Thursday, April 22, 2004

CABARET VOLTAIRE – The Original Sound of Sheffield ‘78/’82: Best Of CD (Mute)

Johnny-come-lately time here…

I never bothered investigating the world of Cabaret Voltaire until I bought this last year, and what wasted years they’ve been! I guess my reluctance came from my pegging of CV as, at best, a second-tier Industrial group who rode the coat-tails of Throbbing Gristle, or at worst a glorified electro-disco combo who probably did some early recordings of minor interest before deciding to the spend the bulk of the ‘80s (and beyond) as a bunch of fop-haired disco lightweights beloved by fans of the Smiths and Shriekback. Wrong on both counts.

This CD proves “the Cabs” (as they’re lovingly called by gruel-sipping UK rock journos) to be one of the finest “experimental” units of their time, and a groundbreaking act on a par with similar heavy-hitters Chrome and Suicide. Far more song-oriented than their depravity-dwelling compadres in TG, and more Earth-bound in their outlook than Chrome, CV still manage to hit a basement-dwelling electronic/garage/punk/kraut/noise vibe that appeals and then some.

This is admittedly pretty grim stuff – you can just about smell a depressing late-‘70s kitchen fry-up in a 30-second sound bite – but depressing times always call for depressing music, so let me take a stab in the dark: being an art/punk/noise/electronic/Dada freak in Sheffield, in the mid ‘70s, probably wasn’t a barrel of laughs. Lucky for everyone else, there’s still a great deal of “joy” one can garner from CV’s music.

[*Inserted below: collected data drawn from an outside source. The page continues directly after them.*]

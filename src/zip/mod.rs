//! ZIP archive parsing and extraction.
//!
//! - [`structures`]: on-disk records (EOCD, ZIP64 records, entry metadata)
//! - [`parser`]: locating and decoding those records from a [`ReadAt`](crate::io::ReadAt) source
//! - [`archive`]: the archive handle that decompresses entries to disk
//! - [`path`]: mapping entry names onto destination paths
//!
//! ## Supported Features
//!
//! - Standard ZIP format (PKZIP APPNOTE 6.3.x compatible)
//! - ZIP64 extensions for files > 4GB
//! - Archive comments and prepended data
//! - STORED (no compression) and DEFLATE compression methods
//! - CRC-32 verification of every extracted entry
//!
//! ## Limitations
//!
//! - No encryption support
//! - No multi-disk archive support
//! - No BZIP2, LZMA, or other compression methods

mod archive;
mod parser;
mod path;
mod structures;

pub use archive::{ExtractSummary, ZipArchive};
pub use parser::{CentralDirectory, ZipParser};
pub use path::{entry_relative_path, windows_component};
pub use structures::*;
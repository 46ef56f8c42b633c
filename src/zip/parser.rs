//! Low-level ZIP archive parser.
//!
//! This module handles the binary parsing of ZIP file structures,
//! reading from any source that implements the [`ReadAt`] trait.
//!
//! ## Parsing Strategy
//!
//! ZIP files are designed to be read from the end:
//! 1. Find the End of Central Directory (EOCD) at the file's end
//! 2. If ZIP64, read the ZIP64 EOCD for large file support
//! 3. Read the Central Directory to get metadata for all files
//! 4. For extraction, read each file's Local File Header and data
//!
//! Archives with bytes prepended to them (self-extracting stubs and the
//! like) are handled by measuring the gap between where the central
//! directory claims to end and where the end record actually sits, and
//! shifting every recorded offset by that amount.

use byteorder::{LittleEndian, ReadBytesExt};
use codepage_437::{CP437_CONTROL, FromCp437};
use std::io::{self, Cursor, Read};

use crate::error::{ExtractError, Result};
use crate::io::ReadAt;

use super::structures::*;

/// Maximum ZIP comment size allowed by the format (65535 bytes).
///
/// This limits the search area when looking for EOCD with a comment.
const MAX_COMMENT_SIZE: u64 = 65535;

/// Extra field id of the ZIP64 extended information block
const ZIP64_EXTRA_ID: u16 = 0x0001;

/// Location of the central directory after resolving ZIP64 and prefix data
#[derive(Debug, Clone, Copy, PartialEq, Eq)]
pub struct CentralDirectory {
    /// Absolute offset of the first central directory header
    pub offset: u64,
    pub size: u64,
    pub total_entries: u64,
    /// Bytes found in front of the archive proper
    pub prefix_len: u64,
}

/// Low-level ZIP file parser.
///
/// Owns its data source; dropping the parser releases it.
///
/// ## Example
///
/// ```ignore
/// let parser = ZipParser::new(reader);
/// let entries = parser.list_files().await?;
/// for entry in entries {
///     let offset = parser.get_data_offset(&entry).await?;
///     // Read file data from offset...
/// }
/// ```
pub struct ZipParser<R: ReadAt> {
    /// The underlying data source
    reader: R,
    /// Total size of the archive in bytes
    size: u64,
}

impl<R: ReadAt> ZipParser<R> {
    pub fn new(reader: R) -> Self {
        let size = reader.size();
        Self { reader, size }
    }

    /// Find and parse the End of Central Directory record.
    ///
    /// Tries the common no-comment layout first, then searches backwards
    /// across a possible archive comment. A record whose comment length
    /// accounts for every trailing byte is preferred; failing that, the last
    /// complete record wins, which tolerates padding appended after the archive.
    ///
    /// # Returns
    ///
    /// A tuple of (EOCD record, offset of EOCD in file).
    pub async fn find_eocd(&self) -> Result<(EndOfCentralDirectory, u64)> {
        if self.size < EndOfCentralDirectory::SIZE as u64 {
            return Err(ExtractError::format("file is not a zip file"));
        }

        let offset = self.size - EndOfCentralDirectory::SIZE as u64;
        let mut buf = vec![0u8; EndOfCentralDirectory::SIZE];
        self.reader.read_exact_at(offset, &mut buf).await?;

        // Signature plus zero-length comment
        if &buf[0..4] == EndOfCentralDirectory::SIGNATURE && &buf[20..22] == b"\x00\x00" {
            let eocd = EndOfCentralDirectory::from_bytes(&buf)?;
            return Ok((eocd, offset));
        }

        let search_size = (MAX_COMMENT_SIZE + EndOfCentralDirectory::SIZE as u64).min(self.size);
        let search_start = self.size - search_size;

        let mut buf = vec![0u8; search_size as usize];
        self.reader.read_exact_at(search_start, &mut buf).await?;

        let mut last_record = None;
        for i in (0..=buf.len() - EndOfCentralDirectory::SIZE).rev() {
            if &buf[i..i + 4] != EndOfCentralDirectory::SIGNATURE {
                continue;
            }
            let eocd = EndOfCentralDirectory::from_bytes(&buf[i..i + EndOfCentralDirectory::SIZE])?;
            let trailing = buf.len() - i - EndOfCentralDirectory::SIZE;
            if eocd.comment_len as usize == trailing {
                return Ok((eocd, search_start + i as u64));
            }
            if last_record.is_none() {
                last_record = Some((eocd, search_start + i as u64));
            }
        }

        last_record.ok_or_else(|| ExtractError::format("file is not a zip file"))
    }

    /// Read the ZIP64 End of Central Directory record.
    ///
    /// The locator sits immediately before the regular EOCD and the ZIP64
    /// record immediately before the locator.
    ///
    /// # Returns
    ///
    /// The parsed record and its actual offset in the file.
    pub async fn read_zip64_eocd(&self, eocd_offset: u64) -> Result<(Zip64EOCD, u64)> {
        let record_offset = eocd_offset
            .checked_sub((Zip64EOCDLocator::SIZE + Zip64EOCD::MIN_SIZE) as u64)
            .ok_or_else(|| ExtractError::format("missing ZIP64 end of central directory"))?;
        let locator_offset = record_offset + Zip64EOCD::MIN_SIZE as u64;

        let mut locator_buf = vec![0u8; Zip64EOCDLocator::SIZE];
        self.reader
            .read_exact_at(locator_offset, &mut locator_buf)
            .await?;
        let locator = Zip64EOCDLocator::from_bytes(&locator_buf)?;

        if locator.disk_with_eocd64 != 0 || locator.total_disks > 1 {
            return Err(ExtractError::format("zipfiles that span multiple disks are not supported"));
        }

        let mut eocd64_buf = vec![0u8; Zip64EOCD::MIN_SIZE];
        self.reader
            .read_exact_at(record_offset, &mut eocd64_buf)
            .await?;

        Ok((Zip64EOCD::from_bytes(&eocd64_buf)?, record_offset))
    }

    /// Resolve where the central directory lives.
    pub async fn central_directory(&self) -> Result<CentralDirectory> {
        let (eocd, eocd_offset) = self.find_eocd().await?;

        if eocd.disk_number != eocd.disk_with_cd || eocd.disk_entries != eocd.total_entries {
            return Err(ExtractError::format("zipfiles that span multiple disks are not supported"));
        }

        let (cd_offset, cd_size, total_entries, end_offset) = if eocd.is_zip64() {
            let (eocd64, record_offset) = self.read_zip64_eocd(eocd_offset).await?;
            if eocd64.disk_number != eocd64.disk_with_cd
                || eocd64.disk_entries != eocd64.total_entries
            {
                return Err(ExtractError::format(
                    "zipfiles that span multiple disks are not supported",
                ));
            }
            (
                eocd64.cd_offset,
                eocd64.cd_size,
                eocd64.total_entries,
                record_offset,
            )
        } else {
            (
                eocd.cd_offset as u64,
                eocd.cd_size as u64,
                eocd.total_entries as u64,
                eocd_offset,
            )
        };

        let cd_end = cd_offset
            .checked_add(cd_size)
            .filter(|end| *end <= end_offset)
            .ok_or_else(|| ExtractError::format("central directory extends past end record"))?;
        let prefix_len = end_offset - cd_end;

        Ok(CentralDirectory {
            offset: cd_offset + prefix_len,
            size: cd_size,
            total_entries,
            prefix_len,
        })
    }

    /// List all entries in the archive, in central directory order.
    ///
    /// The whole central directory is read and parsed up front, so a
    /// malformed archive is rejected before anything is extracted.
    pub async fn list_files(&self) -> Result<Vec<ZipFileEntry>> {
        let cd = self.central_directory().await?;

        let mut cd_data = vec![0u8; cd.size as usize];
        self.reader.read_exact_at(cd.offset, &mut cd_data).await?;

        let capacity = cd.total_entries.min(cd.size / CDFH_MIN_SIZE as u64) as usize;
        let mut entries = Vec::with_capacity(capacity);
        let mut cursor = Cursor::new(cd_data.as_slice());

        for _ in 0..cd.total_entries {
            let mut entry = Self::parse_cdfh(&mut cursor)?;
            entry.lfh_offset += cd.prefix_len;
            entries.push(entry);
        }

        Ok(entries)
    }

    /// Parse one Central Directory File Header, mapping truncation to a format error.
    fn parse_cdfh(cursor: &mut Cursor<&[u8]>) -> Result<ZipFileEntry> {
        Self::read_cdfh(cursor).map_err(|e| match e.kind() {
            io::ErrorKind::UnexpectedEof => ExtractError::format("truncated central directory"),
            _ => ExtractError::format(e.to_string()),
        })
    }

    fn read_cdfh(cursor: &mut Cursor<&[u8]>) -> io::Result<ZipFileEntry> {
        let mut sig = [0u8; 4];
        cursor.read_exact(&mut sig)?;
        if sig != CDFH_SIGNATURE {
            return Err(io::Error::new(
                io::ErrorKind::InvalidData,
                "bad magic number for central directory",
            ));
        }

        let _version_made_by = cursor.read_u16::<LittleEndian>()?;
        let _version_needed = cursor.read_u16::<LittleEndian>()?;
        let flags = cursor.read_u16::<LittleEndian>()?;
        let compression_method = cursor.read_u16::<LittleEndian>()?;
        let _last_mod_time = cursor.read_u16::<LittleEndian>()?;
        let _last_mod_date = cursor.read_u16::<LittleEndian>()?;
        let crc32 = cursor.read_u32::<LittleEndian>()?;
        let mut compressed_size = cursor.read_u32::<LittleEndian>()? as u64;
        let mut uncompressed_size = cursor.read_u32::<LittleEndian>()? as u64;
        let file_name_length = cursor.read_u16::<LittleEndian>()?;
        let extra_field_length = cursor.read_u16::<LittleEndian>()?;
        let file_comment_length = cursor.read_u16::<LittleEndian>()?;
        let _disk_number_start = cursor.read_u16::<LittleEndian>()?;
        let _internal_attrs = cursor.read_u16::<LittleEndian>()?;
        let _external_attrs = cursor.read_u32::<LittleEndian>()?;
        let mut lfh_offset = cursor.read_u32::<LittleEndian>()? as u64;

        let mut raw_name = vec![0u8; file_name_length as usize];
        cursor.read_exact(&mut raw_name)?;

        // Names stop at the first NUL byte
        let visible = raw_name
            .iter()
            .position(|&b| b == 0)
            .map_or(raw_name.as_slice(), |nul| &raw_name[..nul]);
        let file_name = if flags & FLAG_UTF8 != 0 {
            String::from_utf8_lossy(visible).into_owned()
        } else {
            String::from_cp437(visible.to_vec(), &CP437_CONTROL)
        };
        let is_directory = file_name.ends_with('/');

        let mut extra = vec![0u8; extra_field_length as usize];
        cursor.read_exact(&mut extra)?;
        let mut extra = Cursor::new(extra.as_slice());
        let extra_end = extra_field_length as u64;

        while extra.position() + 4 <= extra_end {
            let header_id = extra.read_u16::<LittleEndian>()?;
            let field_size = extra.read_u16::<LittleEndian>()? as u64;
            let field_end = extra.position() + field_size;

            if header_id == ZIP64_EXTRA_ID {
                // Present only for header fields saturated at 0xFFFFFFFF, in this order
                if uncompressed_size == 0xFFFFFFFF {
                    uncompressed_size = extra.read_u64::<LittleEndian>()?;
                }
                if compressed_size == 0xFFFFFFFF {
                    compressed_size = extra.read_u64::<LittleEndian>()?;
                }
                if lfh_offset == 0xFFFFFFFF {
                    lfh_offset = extra.read_u64::<LittleEndian>()?;
                }
                if extra.position() > field_end {
                    return Err(io::Error::new(
                        io::ErrorKind::InvalidData,
                        "corrupt ZIP64 extra field",
                    ));
                }
            }
            extra.set_position(field_end);
        }

        cursor.set_position(cursor.position() + file_comment_length as u64);

        Ok(ZipFileEntry {
            file_name,
            raw_name,
            compression_method: CompressionMethod::from_u16(compression_method),
            flags,
            compressed_size,
            uncompressed_size,
            crc32,
            lfh_offset,
            is_directory,
        })
    }

    /// Get the offset where an entry's compressed data begins.
    ///
    /// The Local File Header repeats the name and carries its own extra
    /// field, so its length has to be read from the header itself. The
    /// stored name must match the central directory's.
    pub async fn get_data_offset(&self, entry: &ZipFileEntry) -> Result<u64> {
        let mut lfh_buf = vec![0u8; LFH_SIZE];
        self.reader.read_exact_at(entry.lfh_offset, &mut lfh_buf).await?;

        if &lfh_buf[0..4] != LFH_SIGNATURE {
            return Err(ExtractError::format(format!(
                "bad magic number for file header of {}",
                entry.file_name
            )));
        }

        let file_name_length = u16::from_le_bytes([lfh_buf[26], lfh_buf[27]]) as u64;
        let extra_field_length = u16::from_le_bytes([lfh_buf[28], lfh_buf[29]]) as u64;

        let mut name = vec![0u8; file_name_length as usize];
        self.reader
            .read_exact_at(entry.lfh_offset + LFH_SIZE as u64, &mut name)
            .await?;
        if name != entry.raw_name {
            return Err(ExtractError::format(format!(
                "file name in directory {:?} and header {:?} differ",
                entry.file_name,
                String::from_utf8_lossy(&name)
            )));
        }

        let data_offset =
            entry.lfh_offset + LFH_SIZE as u64 + file_name_length + extra_field_length;

        let data_end = data_offset.checked_add(entry.compressed_size);
        if data_end.is_none_or(|end| end > self.size) {
            return Err(ExtractError::format(format!(
                "data for {} extends past end of archive",
                entry.file_name
            )));
        }

        Ok(data_offset)
    }

    pub fn reader(&self) -> &R {
        &self.reader
    }
}
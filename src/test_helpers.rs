//! Fixture archives for unit tests.

use std::io::{Cursor, Write};

use ::zip::write::FileOptions;
use byteorder::{LittleEndian, WriteBytesExt};
use ::zip::{CompressionMethod, ZipWriter};

pub enum FixtureEntry<'a> {
    Dir(&'a str),
    File {
        name: &'a str,
        content: &'a [u8],
        method: CompressionMethod,
    },
}

impl<'a> FixtureEntry<'a> {
    pub fn dir(name: &'a str) -> Self {
        FixtureEntry::Dir(name)
    }

    pub fn stored(name: &'a str, content: &'a [u8]) -> Self {
        FixtureEntry::File {
            name,
            content,
            method: CompressionMethod::Stored,
        }
    }

    pub fn deflated(name: &'a str, content: &'a [u8]) -> Self {
        FixtureEntry::File {
            name,
            content,
            method: CompressionMethod::Deflated,
        }
    }
}

/// Build a zip archive in memory
pub fn build_zip(entries: &[FixtureEntry]) -> Vec<u8> {
    let mut writer = ZipWriter::new(Cursor::new(Vec::new()));
    for entry in entries {
        match entry {
            FixtureEntry::Dir(name) => {
                writer.add_directory(*name, FileOptions::default()).unwrap();
            }
            FixtureEntry::File {
                name,
                content,
                method,
            } => {
                let options = FileOptions::default().compression_method(*method);
                writer.start_file(*name, options).unwrap();
                writer.write_all(content).unwrap();
            }
        }
    }
    writer.finish().unwrap().into_inner()
}

/// Replace every occurrence of `from` with the same-length `to`, in local and central headers alike
pub fn patch_all(data: &mut [u8], from: &[u8], to: &[u8]) {
    assert_eq!(from.len(), to.len());
    let mut i = 0;
    while i + from.len() <= data.len() {
        if &data[i..i + from.len()] == from {
            data[i..i + from.len()].copy_from_slice(to);
            i += from.len();
        } else {
            i += 1;
        }
    }
}

/// Build a single-entry STORED archive that uses every ZIP64 record:
/// saturated sizes and offset in both headers, a ZIP64 extra field,
/// the ZIP64 end record and its locator.
pub fn build_zip64_stored(name: &str, content: &[u8]) -> Vec<u8> {
    let crc = crc32fast::hash(content);
    let size = content.len() as u64;
    let mut out = Vec::new();

    // Local file header with a ZIP64 extra carrying both sizes
    out.extend_from_slice(b"PK\x03\x04");
    out.write_u16::<LittleEndian>(45).unwrap();
    out.write_u16::<LittleEndian>(0).unwrap();
    out.write_u16::<LittleEndian>(0).unwrap();
    out.write_u32::<LittleEndian>(0).unwrap();
    out.write_u32::<LittleEndian>(crc).unwrap();
    out.write_u32::<LittleEndian>(0xFFFFFFFF).unwrap();
    out.write_u32::<LittleEndian>(0xFFFFFFFF).unwrap();
    out.write_u16::<LittleEndian>(name.len() as u16).unwrap();
    out.write_u16::<LittleEndian>(20).unwrap();
    out.extend_from_slice(name.as_bytes());
    out.write_u16::<LittleEndian>(0x0001).unwrap();
    out.write_u16::<LittleEndian>(16).unwrap();
    out.write_u64::<LittleEndian>(size).unwrap();
    out.write_u64::<LittleEndian>(size).unwrap();
    out.extend_from_slice(content);

    // Central directory header, sizes and offset all deferred to the extra field
    let cd_offset = out.len() as u64;
    out.extend_from_slice(b"PK\x01\x02");
    out.write_u16::<LittleEndian>(45).unwrap();
    out.write_u16::<LittleEndian>(45).unwrap();
    out.write_u16::<LittleEndian>(0).unwrap();
    out.write_u16::<LittleEndian>(0).unwrap();
    out.write_u32::<LittleEndian>(0).unwrap();
    out.write_u32::<LittleEndian>(crc).unwrap();
    out.write_u32::<LittleEndian>(0xFFFFFFFF).unwrap();
    out.write_u32::<LittleEndian>(0xFFFFFFFF).unwrap();
    out.write_u16::<LittleEndian>(name.len() as u16).unwrap();
    out.write_u16::<LittleEndian>(28).unwrap();
    out.write_u16::<LittleEndian>(0).unwrap();
    out.write_u16::<LittleEndian>(0).unwrap();
    out.write_u16::<LittleEndian>(0).unwrap();
    out.write_u32::<LittleEndian>(0).unwrap();
    out.write_u32::<LittleEndian>(0xFFFFFFFF).unwrap();
    out.extend_from_slice(name.as_bytes());
    out.write_u16::<LittleEndian>(0x0001).unwrap();
    out.write_u16::<LittleEndian>(24).unwrap();
    out.write_u64::<LittleEndian>(size).unwrap();
    out.write_u64::<LittleEndian>(size).unwrap();
    out.write_u64::<LittleEndian>(0).unwrap();
    let cd_size = out.len() as u64 - cd_offset;

    // ZIP64 end of central directory record
    let eocd64_offset = out.len() as u64;
    out.extend_from_slice(b"PK\x06\x06");
    out.write_u64::<LittleEndian>(44).unwrap();
    out.write_u16::<LittleEndian>(45).unwrap();
    out.write_u16::<LittleEndian>(45).unwrap();
    out.write_u32::<LittleEndian>(0).unwrap();
    out.write_u32::<LittleEndian>(0).unwrap();
    out.write_u64::<LittleEndian>(1).unwrap();
    out.write_u64::<LittleEndian>(1).unwrap();
    out.write_u64::<LittleEndian>(cd_size).unwrap();
    out.write_u64::<LittleEndian>(cd_offset).unwrap();

    // ZIP64 locator
    out.extend_from_slice(b"PK\x06\x07");
    out.write_u32::<LittleEndian>(0).unwrap();
    out.write_u64::<LittleEndian>(eocd64_offset).unwrap();
    out.write_u32::<LittleEndian>(1).unwrap();

    // End of central directory with every field saturated
    out.extend_from_slice(b"PK\x05\x06");
    out.write_u16::<LittleEndian>(0).unwrap();
    out.write_u16::<LittleEndian>(0).unwrap();
    out.write_u16::<LittleEndian>(0xFFFF).unwrap();
    out.write_u16::<LittleEndian>(0xFFFF).unwrap();
    out.write_u32::<LittleEndian>(0xFFFFFFFF).unwrap();
    out.write_u32::<LittleEndian>(0xFFFFFFFF).unwrap();
    out.write_u16::<LittleEndian>(0).unwrap();

    out
}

Track four, “Nag Nag Nag”, is an insanely great mix of Stooge-ian guitar squalls with a Kraftwerk back beat; “Silent Command” [somehow] effectively mixes up reggae-style guitar strums with distorted “scary” vocals (and whilst such a description may send shivers [of dread] up your spine, here it works); their version of the Seeds’ “No Escape” is as weird and otherworldly as the original, yet within a totally different context; though my favourite track here is “Split Second Feeling”, a droning instrumental number drenched in Velvets-y guitar lines. Fact is, it’s all good! 14 tracks, not a dud in the bunch. Even the later, slightly “funky” songs have a claustrophobic, Pop Group-ish feel that increases the aura of intensity CV set forth. Unfortunately, their musical sophistication and song-writing skills – these lads could write a damn good, creepy song – proved to be their undoing, as from what I’ve heard of their latter material, their levels of “slickness” gradually fell out of my listening comfort zone.

With a chunky, graphics-filled booklet and semi-informative liner notes, The Original Sound of Sheffield comes very highly recommended. If you’ve ever had your mind melted by Chrome, Residents, Suicide, Throbbing Gristle or Faust and are looking for something just as good, don’t sit around like a putz for a decade waiting for written instructions like me, do the done thing and get on it.